My reasoning for this is simple. Last night I received a private message from a Pro-Lifer who had taken umbrage at a post on my Facebook page. The post was a photograph of elderly folk out campaigning for a NO vote. In fairness, although meant to be humorous, the wording may have come across as a little snide. I had referred to the warm weather this weekend and asked people to think of these older canvassers when they were walking the streets.
The person who messaged me stated rather bluntly that I was being disrespectful to her mother, who was in the photo. They implied I was being disingenuous and not aware of the full facts. Now normally I would have ignored this and moved on. Humour is subjective and, if someone doesn’t find something funny, it’s no big deal to me. That’s their problem. My interest was piqued though. I wished to know why I was being disrespectful to someone I didn’t know personally but was campaigning against something which I believed in.
What transpired is why we should never make assumptions based on a single image or issue. This lady had lived a life of tremendous charity and compassion. She ran marathons to raise money for Rape Crisis centres. She cared for victims of homosexual rape in the decades when the Church’s sway over Ireland was still all-pervasive. She believed in compassion towards her fellow being and walked the talk. We cannot presume to know someone just by the colour of the banner they are carrying. Someone can care about an issue, which may upset many people and yet still be a beacon for empathy and Good-Samaritanism.

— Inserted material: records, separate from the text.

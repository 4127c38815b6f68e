//! Crash-safe tail of the event feed.
//!
//! Two positions are tracked: `read_pos` (how far this process has read) and
//! `committed` (how far delivery is confirmed, persisted in the cursor file).
//! A restart resumes from `committed`.

use std::io;
use std::path::{Path, PathBuf};

use ccrelay_core::{EngineError, load_json, read_complete_lines, write_json_atomic};
use chrono::{DateTime, Utc};
use serde::{Deserialize, Serialize};
use tracing::{debug, warn};

use crate::record::FeedRecord;

#[derive(Debug, Clone, Default, Serialize, Deserialize)]
struct FeedCursor {
    offset: u64,
    #[serde(default)]
    updated_at: Option<DateTime<Utc>>,
}

/// Records from one read plus the offset to commit once they are delivered.
#[derive(Debug, Clone, Default, PartialEq)]
pub struct FeedBatch {
    pub records: Vec<FeedRecord>,
    pub offset: u64,
    /// Malformed lines passed over.
    pub skipped: usize,
}

#[derive(Debug)]
pub struct FeedTailer {
    feed_path: PathBuf,
    cursor_path: PathBuf,
    committed: u64,
    read_pos: u64,
}

impl FeedTailer {
    /// Open the tail from the persisted cursor.
    ///
    /// Without a usable cursor the tail starts at the current end of the
    /// feed, so records written before the first run are not replayed.
    pub fn open(feed_path: PathBuf, cursor_path: PathBuf) -> Self {
        let exists = cursor_path.exists();
        let cursor = match load_json::<FeedCursor>(&cursor_path) {
            Ok(c) if exists => Some(c),
            Ok(_) => None,
            Err(e) => {
                warn!(path = %cursor_path.display(), error = %e, "feed cursor unreadable, starting at end");
                None
            }
        };
        let offset = cursor.map_or_else(
            || std::fs::metadata(&feed_path).map(|m| m.len()).unwrap_or(0),
            |c| c.offset,
        );
        Self {
            feed_path,
            cursor_path,
            committed: offset,
            read_pos: offset,
        }
    }

    pub fn feed_path(&self) -> &Path {
        &self.feed_path
    }

    pub fn committed(&self) -> u64 {
        self.committed
    }

    /// Read complete records past the read position. A missing feed file is
    /// an empty batch.
    pub fn read_batch(&mut self) -> Result<FeedBatch, EngineError> {
        let batch = match read_complete_lines(&self.feed_path, self.read_pos) {
            Ok(b) => b,
            Err(e) if e.kind() == io::ErrorKind::NotFound => {
                return Ok(FeedBatch {
                    offset: self.read_pos,
                    ..FeedBatch::default()
                });
            }
            Err(e) => {
                return Err(EngineError::transient(
                    format!("read {}", self.feed_path.display()),
                    e,
                ));
            }
        };
        if batch.truncated {
            debug!(
                path = %self.feed_path.display(),
                offset = self.read_pos,
                "event feed truncated, reading from start"
            );
            self.committed = 0;
        }

        let mut records = Vec::with_capacity(batch.lines.len());
        let mut skipped = 0;
        for line in &batch.lines {
            match serde_json::from_str::<FeedRecord>(line) {
                Ok(r) => records.push(r),
                Err(e) => {
                    skipped += 1;
                    debug!(error = %e, "skipping malformed feed line");
                }
            }
        }
        self.read_pos = batch.offset;
        Ok(FeedBatch {
            records,
            offset: batch.offset,
            skipped,
        })
    }

    /// Persist `offset` as delivered. Offsets at or behind the committed
    /// position are ignored.
    pub fn commit(&mut self, offset: u64) -> Result<(), EngineError> {
        if offset <= self.committed {
            return Ok(());
        }
        let cursor = FeedCursor {
            offset,
            updated_at: Some(Utc::now()),
        };
        write_json_atomic(&self.cursor_path, &cursor)?;
        self.committed = offset;
        Ok(())
    }
}

#[cfg(test)]
mod tests {
    use super::*;
    use crate::writer::FeedWriter;
    use serde_json::json;
    use std::fs;
    use std::io::Write;
    use tempfile::TempDir;

    fn rec(n: u32) -> FeedRecord {
        FeedRecord {
            ts: f64::from(n),
            event_type: "Stop".into(),
            window_key: "ccrelay:@1".into(),
            session_id: format!("s{n}"),
            data: json!({}),
        }
    }

    fn paths(tmp: &TempDir) -> (PathBuf, PathBuf) {
        (
            tmp.path().join("events.jsonl"),
            tmp.path().join("feed_offset.json"),
        )
    }

    fn ids(batch: &FeedBatch) -> Vec<String> {
        batch.records.iter().map(|r| r.session_id.clone()).collect()
    }

    #[test]
    fn each_record_delivered_once_across_growth_and_restart() {
        let tmp = TempDir::new().expect("tempdir");
        let (feed, cursor) = paths(&tmp);
        let writer = FeedWriter::new(feed.clone());
        fs::write(&feed, "").expect("create");
        fs::write(&cursor, r#"{"offset":0}"#).expect("cursor");

        let mut tailer = FeedTailer::open(feed.clone(), cursor.clone());
        let mut seen = Vec::new();

        writer.append(&rec(1)).expect("append");
        let b = tailer.read_batch().expect("read");
        seen.extend(ids(&b));
        tailer.commit(b.offset).expect("commit");

        // Half-written record: must not be consumed yet.
        let line = serde_json::to_string(&rec(2)).expect("json");
        let (head, tail) = line.split_at(10);
        let mut f = fs::OpenOptions::new().append(true).open(&feed).expect("open");
        f.write_all(head.as_bytes()).expect("write");
        let b = tailer.read_batch().expect("read");
        assert!(b.records.is_empty());
        tailer.commit(b.offset).expect("commit");

        f.write_all(tail.as_bytes()).expect("write");
        f.write_all(b"\n").expect("write");
        drop(f);
        writer.append(&rec(3)).expect("append");
        let b = tailer.read_batch().expect("read");
        seen.extend(ids(&b));
        tailer.commit(b.offset).expect("commit");

        // Restart from the persisted cursor.
        let mut tailer = FeedTailer::open(feed.clone(), cursor.clone());
        assert!(tailer.read_batch().expect("read").records.is_empty());
        writer.append(&rec(4)).expect("append");
        let b = tailer.read_batch().expect("read");
        seen.extend(ids(&b));

        assert_eq!(seen, vec!["s1", "s2", "s3", "s4"]);
    }

    #[test]
    fn uncommitted_records_redelivered_after_restart() {
        let tmp = TempDir::new().expect("tempdir");
        let (feed, cursor) = paths(&tmp);
        fs::write(&cursor, r#"{"offset":0}"#).expect("cursor");
        let writer = FeedWriter::new(feed.clone());
        writer.append(&rec(1)).expect("append");

        let mut tailer = FeedTailer::open(feed.clone(), cursor.clone());
        assert_eq!(tailer.read_batch().expect("read").records.len(), 1);

        let mut tailer = FeedTailer::open(feed, cursor);
        assert_eq!(tailer.read_batch().expect("read").records.len(), 1);
    }

    #[test]
    fn malformed_lines_skipped_and_passed() {
        let tmp = TempDir::new().expect("tempdir");
        let (feed, cursor) = paths(&tmp);
        fs::write(&cursor, r#"{"offset":0}"#).expect("cursor");
        let good = serde_json::to_string(&rec(7)).expect("json");
        fs::write(&feed, format!("{{broken\n{good}\n")).expect("write");

        let mut tailer = FeedTailer::open(feed.clone(), cursor);
        let b = tailer.read_batch().expect("read");
        assert_eq!(b.skipped, 1);
        assert_eq!(ids(&b), vec!["s7"]);
        assert_eq!(b.offset, fs::metadata(&feed).expect("meta").len());
    }

    #[test]
    fn first_run_starts_at_end() {
        let tmp = TempDir::new().expect("tempdir");
        let (feed, cursor) = paths(&tmp);
        let writer = FeedWriter::new(feed.clone());
        writer.append(&rec(1)).expect("append");

        let mut tailer = FeedTailer::open(feed, cursor);
        assert!(tailer.read_batch().expect("read").records.is_empty());
        writer.append(&rec(2)).expect("append");
        assert_eq!(ids(&tailer.read_batch().expect("read")), vec!["s2"]);
    }

    #[test]
    fn commit_never_moves_backwards() {
        let tmp = TempDir::new().expect("tempdir");
        let (feed, cursor) = paths(&tmp);
        let mut tailer = FeedTailer::open(feed, cursor.clone());
        tailer.commit(50).expect("commit");
        tailer.commit(20).expect("commit");
        assert_eq!(tailer.committed(), 50);
        let stored: serde_json::Value =
            serde_json::from_str(&fs::read_to_string(&cursor).expect("read")).expect("json");
        assert_eq!(stored["offset"], 50);
    }

    #[test]
    fn truncated_feed_restarts_from_zero() {
        let tmp = TempDir::new().expect("tempdir");
        let (feed, cursor) = paths(&tmp);
        fs::write(&cursor, r#"{"offset":0}"#).expect("cursor");
        let writer = FeedWriter::new(feed.clone());
        for n in 1..=3 {
            writer.append(&rec(n)).expect("append");
        }
        let mut tailer = FeedTailer::open(feed.clone(), cursor);
        let b = tailer.read_batch().expect("read");
        tailer.commit(b.offset).expect("commit");

        fs::write(&feed, "").expect("truncate");
        writer.append(&rec(9)).expect("append");
        let b = tailer.read_batch().expect("read");
        assert_eq!(ids(&b), vec!["s9"]);
        tailer.commit(b.offset).expect("commit");
        assert_eq!(tailer.committed(), b.offset);
    }

    #[test]
    fn missing_feed_is_empty() {
        let tmp = TempDir::new().expect("tempdir");
        let (feed, cursor) = paths(&tmp);
        let mut tailer = FeedTailer::open(feed, cursor);
        let b = tailer.read_batch().expect("read");
        assert!(b.records.is_empty());
        assert_eq!(b.offset, 0);
    }
}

I’ll flip the switch here. I know from my own engagement on social media that there’s a woman near Dublin who is vociferously Pro-Choice. Naturally I would feel a sense of kindred spirit with this person, except there’s one small problem. She’s also very bigoted and vocally so. Her views about immigrants and Muslims on sites such as TheLiberal and TheJournal would make a Nazi blush. This Referendum is a single choice issue: Yes or No. But we cannot presume to know that, whatever side someone might fall on this debate, this should define their complete personality.
No-one is perfect. That’s a simple fact of life. After this conversation with my complainant, which could have disintegrated rapidly but didn’t, I’ve learned one basic truth: if we all showed each other more respect then we will find it easier to move on when the dust has settled. Yes, there will be those who try to trick people through misleading websites or sensationalist mis-information. Yes, these people should be called out for their lies and their deliberate deception. It still remains however, that there are those who believe in one side or the other because that is their belief system, their mindset.
From this point on, I call on everyone to proceed with respect, integrity and dignity. There are two sides to every story, many more layers to the onion which cannot be seen. What could have been a difficult conversation turned into one where I got to know someone a little better. I still will vote to repeal the 8th on May 25th but I’ll cast my ballot knowing that respect was shown eventually.
Sometimes we all make mistakes and it’s about owning up to them. In the interest of transparency to you reading this, I edited the original post on Facebook slightly. I did not remove the photo as initially requested but deleted the snarky references to the elderly Pro-Lifers being grumpy and miserable. It was an unnecessary quip as my point had already been made.
You might think I capitulated. I don’t. I believe it was a small sign of respect to a woman who cannot be defined and pigeon-holed by her stance on the Referendum. We should all take a step back and look at the view, rather than rushing headlong over the cliff. Once that happens, there’s no turning back.